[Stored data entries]
-- Opening Marker --

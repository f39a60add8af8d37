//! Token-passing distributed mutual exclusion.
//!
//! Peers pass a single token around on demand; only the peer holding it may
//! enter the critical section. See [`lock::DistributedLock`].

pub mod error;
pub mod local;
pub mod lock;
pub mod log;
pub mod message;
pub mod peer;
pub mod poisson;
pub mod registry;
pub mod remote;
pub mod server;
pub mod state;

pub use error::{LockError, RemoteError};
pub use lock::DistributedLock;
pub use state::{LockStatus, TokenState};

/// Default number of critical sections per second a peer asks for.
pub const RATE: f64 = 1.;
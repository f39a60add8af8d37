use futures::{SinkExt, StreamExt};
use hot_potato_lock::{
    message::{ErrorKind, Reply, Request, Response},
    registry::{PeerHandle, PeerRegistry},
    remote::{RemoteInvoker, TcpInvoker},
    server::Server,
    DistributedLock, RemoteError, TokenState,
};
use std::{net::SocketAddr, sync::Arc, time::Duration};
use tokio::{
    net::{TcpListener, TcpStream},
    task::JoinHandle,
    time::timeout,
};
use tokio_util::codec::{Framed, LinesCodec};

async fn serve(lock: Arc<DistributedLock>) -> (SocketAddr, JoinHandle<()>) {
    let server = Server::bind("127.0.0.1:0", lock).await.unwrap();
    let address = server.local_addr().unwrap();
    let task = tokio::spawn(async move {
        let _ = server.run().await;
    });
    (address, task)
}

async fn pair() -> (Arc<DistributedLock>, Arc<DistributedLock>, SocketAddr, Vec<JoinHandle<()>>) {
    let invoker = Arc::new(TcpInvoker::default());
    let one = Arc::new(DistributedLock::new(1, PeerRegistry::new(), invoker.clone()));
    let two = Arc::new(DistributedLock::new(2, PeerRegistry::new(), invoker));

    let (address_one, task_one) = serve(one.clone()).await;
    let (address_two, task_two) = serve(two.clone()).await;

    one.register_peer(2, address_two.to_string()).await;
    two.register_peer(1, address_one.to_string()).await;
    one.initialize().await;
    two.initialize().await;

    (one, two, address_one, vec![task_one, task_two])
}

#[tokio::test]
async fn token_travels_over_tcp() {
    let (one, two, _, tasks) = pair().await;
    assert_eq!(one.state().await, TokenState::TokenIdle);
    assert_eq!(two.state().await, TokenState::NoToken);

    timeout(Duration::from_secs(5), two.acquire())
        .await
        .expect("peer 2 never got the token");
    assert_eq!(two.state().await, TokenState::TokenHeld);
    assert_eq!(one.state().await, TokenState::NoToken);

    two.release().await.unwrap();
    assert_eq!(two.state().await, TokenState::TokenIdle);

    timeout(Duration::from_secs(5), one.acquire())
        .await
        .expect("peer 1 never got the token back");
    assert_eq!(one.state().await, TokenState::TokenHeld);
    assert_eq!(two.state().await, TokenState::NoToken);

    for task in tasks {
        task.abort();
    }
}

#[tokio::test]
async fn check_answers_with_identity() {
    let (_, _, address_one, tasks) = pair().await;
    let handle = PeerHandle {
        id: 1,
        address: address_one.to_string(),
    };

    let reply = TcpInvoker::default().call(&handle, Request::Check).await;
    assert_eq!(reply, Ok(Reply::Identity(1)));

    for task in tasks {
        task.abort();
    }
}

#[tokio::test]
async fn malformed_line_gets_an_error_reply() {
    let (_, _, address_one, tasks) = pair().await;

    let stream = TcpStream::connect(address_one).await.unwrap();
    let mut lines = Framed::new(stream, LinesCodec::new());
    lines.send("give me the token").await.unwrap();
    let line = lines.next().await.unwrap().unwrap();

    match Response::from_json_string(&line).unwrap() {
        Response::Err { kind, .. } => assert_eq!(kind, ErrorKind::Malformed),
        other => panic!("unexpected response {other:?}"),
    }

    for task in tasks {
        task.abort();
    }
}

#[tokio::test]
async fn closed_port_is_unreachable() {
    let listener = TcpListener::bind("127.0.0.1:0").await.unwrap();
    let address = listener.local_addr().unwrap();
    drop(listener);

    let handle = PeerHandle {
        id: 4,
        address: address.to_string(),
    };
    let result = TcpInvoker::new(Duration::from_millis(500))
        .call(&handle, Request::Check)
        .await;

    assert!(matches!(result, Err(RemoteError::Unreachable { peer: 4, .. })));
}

-- Closing Marker --
-- Opening Marker --

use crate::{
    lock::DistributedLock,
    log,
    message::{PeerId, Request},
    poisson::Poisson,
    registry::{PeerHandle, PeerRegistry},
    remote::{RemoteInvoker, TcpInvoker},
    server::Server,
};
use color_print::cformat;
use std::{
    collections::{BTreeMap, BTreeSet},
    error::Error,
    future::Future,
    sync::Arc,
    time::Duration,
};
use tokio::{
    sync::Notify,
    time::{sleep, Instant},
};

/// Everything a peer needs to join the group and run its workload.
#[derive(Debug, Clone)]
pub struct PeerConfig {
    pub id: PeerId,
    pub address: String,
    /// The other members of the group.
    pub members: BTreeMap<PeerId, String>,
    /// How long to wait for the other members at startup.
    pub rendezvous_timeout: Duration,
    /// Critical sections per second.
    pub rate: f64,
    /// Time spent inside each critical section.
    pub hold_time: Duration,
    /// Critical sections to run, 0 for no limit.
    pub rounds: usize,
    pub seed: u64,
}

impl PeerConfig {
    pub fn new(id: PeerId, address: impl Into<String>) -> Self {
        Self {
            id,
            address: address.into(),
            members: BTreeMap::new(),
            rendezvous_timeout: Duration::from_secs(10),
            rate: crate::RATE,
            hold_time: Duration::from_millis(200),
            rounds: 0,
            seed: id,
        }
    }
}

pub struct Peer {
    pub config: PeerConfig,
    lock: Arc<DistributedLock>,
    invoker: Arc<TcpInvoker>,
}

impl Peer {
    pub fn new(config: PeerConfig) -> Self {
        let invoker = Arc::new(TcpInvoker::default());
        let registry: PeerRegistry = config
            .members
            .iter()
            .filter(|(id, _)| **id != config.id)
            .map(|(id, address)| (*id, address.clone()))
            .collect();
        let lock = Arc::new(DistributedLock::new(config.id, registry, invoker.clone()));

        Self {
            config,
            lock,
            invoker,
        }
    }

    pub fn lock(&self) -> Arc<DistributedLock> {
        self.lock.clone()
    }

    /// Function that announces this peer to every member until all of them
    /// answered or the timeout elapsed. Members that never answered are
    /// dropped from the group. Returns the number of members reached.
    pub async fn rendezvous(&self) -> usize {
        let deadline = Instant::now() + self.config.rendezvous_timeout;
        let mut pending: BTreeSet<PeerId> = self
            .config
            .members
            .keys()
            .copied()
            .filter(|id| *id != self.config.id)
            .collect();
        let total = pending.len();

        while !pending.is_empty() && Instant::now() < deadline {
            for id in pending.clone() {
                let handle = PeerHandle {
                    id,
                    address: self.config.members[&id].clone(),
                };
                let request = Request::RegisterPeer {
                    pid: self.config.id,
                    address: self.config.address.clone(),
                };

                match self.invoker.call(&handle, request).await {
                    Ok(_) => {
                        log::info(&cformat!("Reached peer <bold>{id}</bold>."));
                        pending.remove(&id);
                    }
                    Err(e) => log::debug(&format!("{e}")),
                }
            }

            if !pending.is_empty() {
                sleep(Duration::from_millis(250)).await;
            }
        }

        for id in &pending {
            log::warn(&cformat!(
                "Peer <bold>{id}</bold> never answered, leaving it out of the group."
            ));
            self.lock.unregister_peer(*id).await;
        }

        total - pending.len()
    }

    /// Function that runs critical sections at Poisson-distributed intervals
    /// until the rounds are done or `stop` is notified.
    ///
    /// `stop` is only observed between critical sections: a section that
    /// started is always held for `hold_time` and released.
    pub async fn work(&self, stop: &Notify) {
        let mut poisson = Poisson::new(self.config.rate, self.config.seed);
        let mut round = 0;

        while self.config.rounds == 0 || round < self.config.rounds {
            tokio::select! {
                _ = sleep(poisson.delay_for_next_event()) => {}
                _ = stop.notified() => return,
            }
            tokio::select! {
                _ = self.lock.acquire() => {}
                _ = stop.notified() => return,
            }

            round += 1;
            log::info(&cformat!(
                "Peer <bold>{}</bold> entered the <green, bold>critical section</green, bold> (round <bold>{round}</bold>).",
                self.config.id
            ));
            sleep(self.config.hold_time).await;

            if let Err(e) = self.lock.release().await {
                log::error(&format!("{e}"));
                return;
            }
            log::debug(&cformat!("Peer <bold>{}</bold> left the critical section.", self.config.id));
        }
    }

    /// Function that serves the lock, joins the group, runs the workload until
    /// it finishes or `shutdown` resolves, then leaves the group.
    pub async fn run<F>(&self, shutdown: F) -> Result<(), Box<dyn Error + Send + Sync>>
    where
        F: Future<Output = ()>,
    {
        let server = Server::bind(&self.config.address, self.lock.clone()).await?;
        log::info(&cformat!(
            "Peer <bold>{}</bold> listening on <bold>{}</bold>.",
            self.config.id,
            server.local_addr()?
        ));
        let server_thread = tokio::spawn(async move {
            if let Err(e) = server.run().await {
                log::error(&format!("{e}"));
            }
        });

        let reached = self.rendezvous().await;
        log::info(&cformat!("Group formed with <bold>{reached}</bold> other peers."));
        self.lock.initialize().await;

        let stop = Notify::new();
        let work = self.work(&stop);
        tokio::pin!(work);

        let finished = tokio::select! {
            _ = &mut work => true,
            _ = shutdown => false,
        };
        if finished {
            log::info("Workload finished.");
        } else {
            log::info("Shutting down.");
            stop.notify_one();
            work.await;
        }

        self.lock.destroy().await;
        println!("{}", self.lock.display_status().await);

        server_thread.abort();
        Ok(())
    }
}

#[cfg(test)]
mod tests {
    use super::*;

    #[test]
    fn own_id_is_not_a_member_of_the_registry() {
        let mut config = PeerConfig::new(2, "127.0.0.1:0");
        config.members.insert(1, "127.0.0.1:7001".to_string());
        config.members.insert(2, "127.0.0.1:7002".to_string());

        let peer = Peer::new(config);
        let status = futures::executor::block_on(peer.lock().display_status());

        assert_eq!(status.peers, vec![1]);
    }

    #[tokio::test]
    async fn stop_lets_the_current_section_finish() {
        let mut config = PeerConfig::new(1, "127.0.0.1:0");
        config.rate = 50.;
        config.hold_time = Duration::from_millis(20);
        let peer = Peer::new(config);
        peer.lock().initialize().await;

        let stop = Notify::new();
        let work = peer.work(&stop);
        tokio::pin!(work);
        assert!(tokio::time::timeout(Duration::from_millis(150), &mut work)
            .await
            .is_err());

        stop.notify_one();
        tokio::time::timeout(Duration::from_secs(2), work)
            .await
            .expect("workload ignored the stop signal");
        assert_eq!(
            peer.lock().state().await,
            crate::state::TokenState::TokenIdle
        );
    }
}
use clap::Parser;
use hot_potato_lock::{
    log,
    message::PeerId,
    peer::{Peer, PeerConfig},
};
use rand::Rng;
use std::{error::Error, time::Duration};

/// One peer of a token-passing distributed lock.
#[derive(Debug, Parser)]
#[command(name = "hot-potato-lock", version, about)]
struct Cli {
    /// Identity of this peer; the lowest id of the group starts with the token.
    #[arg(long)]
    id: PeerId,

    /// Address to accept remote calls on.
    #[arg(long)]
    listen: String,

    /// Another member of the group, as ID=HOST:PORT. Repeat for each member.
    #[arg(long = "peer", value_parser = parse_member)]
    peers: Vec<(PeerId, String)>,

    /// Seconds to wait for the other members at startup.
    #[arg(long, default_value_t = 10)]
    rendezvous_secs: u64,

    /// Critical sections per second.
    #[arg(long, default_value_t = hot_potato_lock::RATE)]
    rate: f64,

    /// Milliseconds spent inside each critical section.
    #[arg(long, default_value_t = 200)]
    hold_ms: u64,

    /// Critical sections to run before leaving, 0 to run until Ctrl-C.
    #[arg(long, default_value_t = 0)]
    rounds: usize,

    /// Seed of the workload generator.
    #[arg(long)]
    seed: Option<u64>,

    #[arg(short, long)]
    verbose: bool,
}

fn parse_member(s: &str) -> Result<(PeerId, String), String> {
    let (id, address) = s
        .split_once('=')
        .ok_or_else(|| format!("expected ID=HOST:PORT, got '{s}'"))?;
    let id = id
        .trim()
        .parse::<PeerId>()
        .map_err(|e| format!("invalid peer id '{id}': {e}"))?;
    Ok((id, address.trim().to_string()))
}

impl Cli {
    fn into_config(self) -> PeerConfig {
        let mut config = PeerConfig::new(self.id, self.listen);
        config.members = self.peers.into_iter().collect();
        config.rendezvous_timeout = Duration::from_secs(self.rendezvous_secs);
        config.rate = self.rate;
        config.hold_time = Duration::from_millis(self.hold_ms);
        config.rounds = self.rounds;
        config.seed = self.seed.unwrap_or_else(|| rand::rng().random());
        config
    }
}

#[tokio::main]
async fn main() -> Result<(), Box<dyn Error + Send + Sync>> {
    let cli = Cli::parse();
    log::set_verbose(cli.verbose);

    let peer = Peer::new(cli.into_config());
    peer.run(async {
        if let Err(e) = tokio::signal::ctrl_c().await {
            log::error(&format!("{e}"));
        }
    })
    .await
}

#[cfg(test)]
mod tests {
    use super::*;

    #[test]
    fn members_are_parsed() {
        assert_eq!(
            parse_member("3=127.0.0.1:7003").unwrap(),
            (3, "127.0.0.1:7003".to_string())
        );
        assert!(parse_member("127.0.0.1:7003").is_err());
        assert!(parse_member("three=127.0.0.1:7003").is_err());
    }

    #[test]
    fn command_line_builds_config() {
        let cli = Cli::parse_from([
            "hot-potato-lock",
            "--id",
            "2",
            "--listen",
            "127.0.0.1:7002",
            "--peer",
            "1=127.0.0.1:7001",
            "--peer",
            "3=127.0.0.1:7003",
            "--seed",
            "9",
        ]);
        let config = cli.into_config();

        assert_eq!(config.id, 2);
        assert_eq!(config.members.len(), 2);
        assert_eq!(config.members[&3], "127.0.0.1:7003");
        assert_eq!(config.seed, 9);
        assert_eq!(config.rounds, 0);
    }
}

-- Closing Marker --
-- Opening Marker --

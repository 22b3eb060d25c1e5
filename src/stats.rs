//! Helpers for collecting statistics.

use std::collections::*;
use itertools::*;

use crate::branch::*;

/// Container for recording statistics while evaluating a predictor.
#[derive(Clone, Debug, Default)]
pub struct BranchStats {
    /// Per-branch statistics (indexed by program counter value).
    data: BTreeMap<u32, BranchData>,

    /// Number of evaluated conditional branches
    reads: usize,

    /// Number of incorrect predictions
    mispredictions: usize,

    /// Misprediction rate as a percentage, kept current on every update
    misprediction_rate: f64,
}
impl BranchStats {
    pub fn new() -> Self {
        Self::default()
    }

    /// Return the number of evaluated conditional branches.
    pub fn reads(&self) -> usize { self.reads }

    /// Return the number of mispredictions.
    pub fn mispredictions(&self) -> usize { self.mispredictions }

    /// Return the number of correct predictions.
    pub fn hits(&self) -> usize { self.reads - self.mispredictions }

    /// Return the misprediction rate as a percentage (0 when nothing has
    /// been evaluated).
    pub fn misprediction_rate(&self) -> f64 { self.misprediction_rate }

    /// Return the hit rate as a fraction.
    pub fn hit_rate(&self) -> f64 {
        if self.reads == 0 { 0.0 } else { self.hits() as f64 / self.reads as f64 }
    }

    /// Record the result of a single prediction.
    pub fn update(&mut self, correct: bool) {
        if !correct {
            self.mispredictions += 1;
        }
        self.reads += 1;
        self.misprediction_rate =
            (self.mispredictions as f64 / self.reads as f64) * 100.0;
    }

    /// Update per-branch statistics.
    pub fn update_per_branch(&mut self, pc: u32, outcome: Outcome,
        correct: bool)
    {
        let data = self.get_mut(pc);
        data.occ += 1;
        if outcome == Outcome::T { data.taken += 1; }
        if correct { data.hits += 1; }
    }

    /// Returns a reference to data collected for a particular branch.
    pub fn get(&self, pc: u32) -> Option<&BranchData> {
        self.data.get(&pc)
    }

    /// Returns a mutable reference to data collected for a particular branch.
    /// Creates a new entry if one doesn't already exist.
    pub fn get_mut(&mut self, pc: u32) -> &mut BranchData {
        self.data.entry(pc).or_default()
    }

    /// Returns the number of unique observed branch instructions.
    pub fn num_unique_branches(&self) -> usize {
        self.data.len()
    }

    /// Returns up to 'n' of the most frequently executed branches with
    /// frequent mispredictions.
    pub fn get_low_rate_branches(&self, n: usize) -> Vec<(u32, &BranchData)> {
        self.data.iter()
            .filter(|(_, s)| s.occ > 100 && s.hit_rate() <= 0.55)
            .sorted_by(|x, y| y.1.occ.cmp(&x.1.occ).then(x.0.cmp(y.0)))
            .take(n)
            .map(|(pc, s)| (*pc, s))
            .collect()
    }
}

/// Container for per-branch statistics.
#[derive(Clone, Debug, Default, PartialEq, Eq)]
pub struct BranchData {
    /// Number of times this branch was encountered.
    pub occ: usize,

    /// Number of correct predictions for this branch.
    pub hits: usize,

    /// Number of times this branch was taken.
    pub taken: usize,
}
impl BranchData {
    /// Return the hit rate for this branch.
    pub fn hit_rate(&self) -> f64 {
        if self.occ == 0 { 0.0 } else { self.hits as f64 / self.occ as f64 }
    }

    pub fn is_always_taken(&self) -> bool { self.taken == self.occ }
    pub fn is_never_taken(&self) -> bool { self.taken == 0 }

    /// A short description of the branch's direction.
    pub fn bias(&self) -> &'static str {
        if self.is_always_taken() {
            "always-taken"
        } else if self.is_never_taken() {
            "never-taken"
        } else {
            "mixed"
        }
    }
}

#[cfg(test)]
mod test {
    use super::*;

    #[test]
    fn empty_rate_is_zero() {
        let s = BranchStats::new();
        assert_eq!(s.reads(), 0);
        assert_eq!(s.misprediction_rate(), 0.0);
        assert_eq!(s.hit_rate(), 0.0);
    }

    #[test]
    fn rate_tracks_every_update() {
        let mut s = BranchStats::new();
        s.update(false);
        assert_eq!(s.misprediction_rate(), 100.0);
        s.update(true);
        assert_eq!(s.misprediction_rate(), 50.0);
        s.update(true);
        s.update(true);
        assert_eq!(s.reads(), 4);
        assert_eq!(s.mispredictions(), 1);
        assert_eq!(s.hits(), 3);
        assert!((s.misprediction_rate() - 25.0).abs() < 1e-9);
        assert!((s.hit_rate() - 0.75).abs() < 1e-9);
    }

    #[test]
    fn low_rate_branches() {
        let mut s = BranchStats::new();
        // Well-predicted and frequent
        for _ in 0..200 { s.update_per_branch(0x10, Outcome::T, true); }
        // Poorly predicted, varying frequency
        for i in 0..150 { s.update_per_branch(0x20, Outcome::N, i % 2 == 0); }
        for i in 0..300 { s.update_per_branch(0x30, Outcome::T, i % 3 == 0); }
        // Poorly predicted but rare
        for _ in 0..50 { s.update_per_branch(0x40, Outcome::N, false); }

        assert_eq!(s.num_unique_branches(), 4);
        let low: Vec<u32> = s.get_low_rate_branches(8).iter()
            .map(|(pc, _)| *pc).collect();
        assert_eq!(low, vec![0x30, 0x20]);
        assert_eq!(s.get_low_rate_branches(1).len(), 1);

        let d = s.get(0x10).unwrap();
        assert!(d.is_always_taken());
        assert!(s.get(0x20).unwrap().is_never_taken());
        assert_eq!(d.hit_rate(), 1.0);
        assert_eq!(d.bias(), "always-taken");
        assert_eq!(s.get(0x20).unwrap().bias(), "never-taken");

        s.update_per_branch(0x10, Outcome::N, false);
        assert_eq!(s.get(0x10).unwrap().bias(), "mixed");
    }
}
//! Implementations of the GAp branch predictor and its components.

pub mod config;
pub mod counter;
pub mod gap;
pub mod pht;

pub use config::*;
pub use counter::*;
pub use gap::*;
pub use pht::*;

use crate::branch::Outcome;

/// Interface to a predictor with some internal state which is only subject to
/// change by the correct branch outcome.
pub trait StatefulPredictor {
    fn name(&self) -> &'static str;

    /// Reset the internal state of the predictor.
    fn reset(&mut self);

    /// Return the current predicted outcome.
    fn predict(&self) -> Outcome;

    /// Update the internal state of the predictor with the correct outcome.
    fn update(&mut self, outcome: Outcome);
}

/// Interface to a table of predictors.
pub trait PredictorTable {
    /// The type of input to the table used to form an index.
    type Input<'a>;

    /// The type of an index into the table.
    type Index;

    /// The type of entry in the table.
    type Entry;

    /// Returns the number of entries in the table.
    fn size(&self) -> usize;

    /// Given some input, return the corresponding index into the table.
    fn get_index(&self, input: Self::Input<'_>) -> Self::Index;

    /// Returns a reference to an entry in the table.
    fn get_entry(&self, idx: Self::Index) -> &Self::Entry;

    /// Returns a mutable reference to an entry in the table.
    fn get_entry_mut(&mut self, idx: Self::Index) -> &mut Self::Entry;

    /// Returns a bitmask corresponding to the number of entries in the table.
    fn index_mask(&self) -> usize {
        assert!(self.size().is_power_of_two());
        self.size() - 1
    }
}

-- Closing Marker --

BRIEF.
Among the entries above, find the line with "pub const RATE: f64 = 1.;" and the line with "two.release().await.unwrap();"; give again exactly these two lines and all lines between them.

EXERCISE OUTPUT.
pub const RATE: f64 = 1.;
repository f39a60add8af8d37
use futures::{SinkExt, StreamExt};
use hot_potato_lock::{
    message::{ErrorKind, Reply, Request, Response},
    registry::{PeerHandle, PeerRegistry},
    remote::{RemoteInvoker, TcpInvoker},
    server::Server,
    DistributedLock, RemoteError, TokenState,
};
use std::{net::SocketAddr, sync::Arc, time::Duration};
use tokio::{
    net::{TcpListener, TcpStream},
    task::JoinHandle,
    time::timeout,
};
use tokio_util::codec::{Framed, LinesCodec};

async fn serve(lock: Arc<DistributedLock>) -> (SocketAddr, JoinHandle<()>) {
    let server = Server::bind("127.0.0.1:0", lock).await.unwrap();
    let address = server.local_addr().unwrap();
    let task = tokio::spawn(async move {
        let _ = server.run().await;
    });
    (address, task)
}

async fn pair() -> (Arc<DistributedLock>, Arc<DistributedLock>, SocketAddr, Vec<JoinHandle<()>>) {
    let invoker = Arc::new(TcpInvoker::default());
    let one = Arc::new(DistributedLock::new(1, PeerRegistry::new(), invoker.clone()));
    let two = Arc::new(DistributedLock::new(2, PeerRegistry::new(), invoker));

    let (address_one, task_one) = serve(one.clone()).await;
    let (address_two, task_two) = serve(two.clone()).await;

    one.register_peer(2, address_two.to_string()).await;
    two.register_peer(1, address_one.to_string()).await;
    one.initialize().await;
    two.initialize().await;

    (one, two, address_one, vec![task_one, task_two])
}

#[tokio::test]
async fn token_travels_over_tcp() {
    let (one, two, _, tasks) = pair().await;
    assert_eq!(one.state().await, TokenState::TokenIdle);
    assert_eq!(two.state().await, TokenState::NoToken);

    timeout(Duration::from_secs(5), two.acquire())
        .await
        .expect("peer 2 never got the token");
    assert_eq!(two.state().await, TokenState::TokenHeld);
    assert_eq!(one.state().await, TokenState::NoToken);

    two.release().await.unwrap();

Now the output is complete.